#### [WHAT THE TASK ASKS]
Starting at the first line, copy the data below through to the end, exactly.

** PROVIDED MATERIAL follows **

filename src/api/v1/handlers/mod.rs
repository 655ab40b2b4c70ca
pub mod health;
pub mod me;
/*
 * Responsibility
 * - GET /health (疎通用, gate の外)
 */
use axum::{Json, http::StatusCode, response::IntoResponse};
use serde_json::json;

pub async fn health() -> impl IntoResponse {
    (StatusCode::OK, Json(json!({"status": "ok"})))
}
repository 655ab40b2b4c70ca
/*
 * Responsibility
 * - tokio runtime 起動
 * - app::run() の呼び出し（ロジックは置かない）
 */
use anyhow::Result;

#[tokio::main]
async fn main() -> Result<()> {
    jwt_group_gate::app::run().await
}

** End of PROVIDED MATERIAL **

#### [EXPECTED OUTPUT]
filename src/api/v1/handlers/mod.rs
repository 655ab40b2b4c70ca
pub mod health;
pub mod me;
/*
 * Responsibility
 * - GET /health (疎通用, gate の外)
 */
use axum::{Json, http::StatusCode, response::IntoResponse};
use serde_json::json;

pub async fn health() -> impl IntoResponse {
    (StatusCode::OK, Json(json!({"status": "ok"})))
}
repository 655ab40b2b4c70ca
/*
 * Responsibility
 * - tokio runtime 起動
 * - app::run() の呼び出し（ロジックは置かない）
 */
use anyhow::Result;

#[tokio::main]
async fn main() -> Result<()> {
    jwt_group_gate::app::run().await
}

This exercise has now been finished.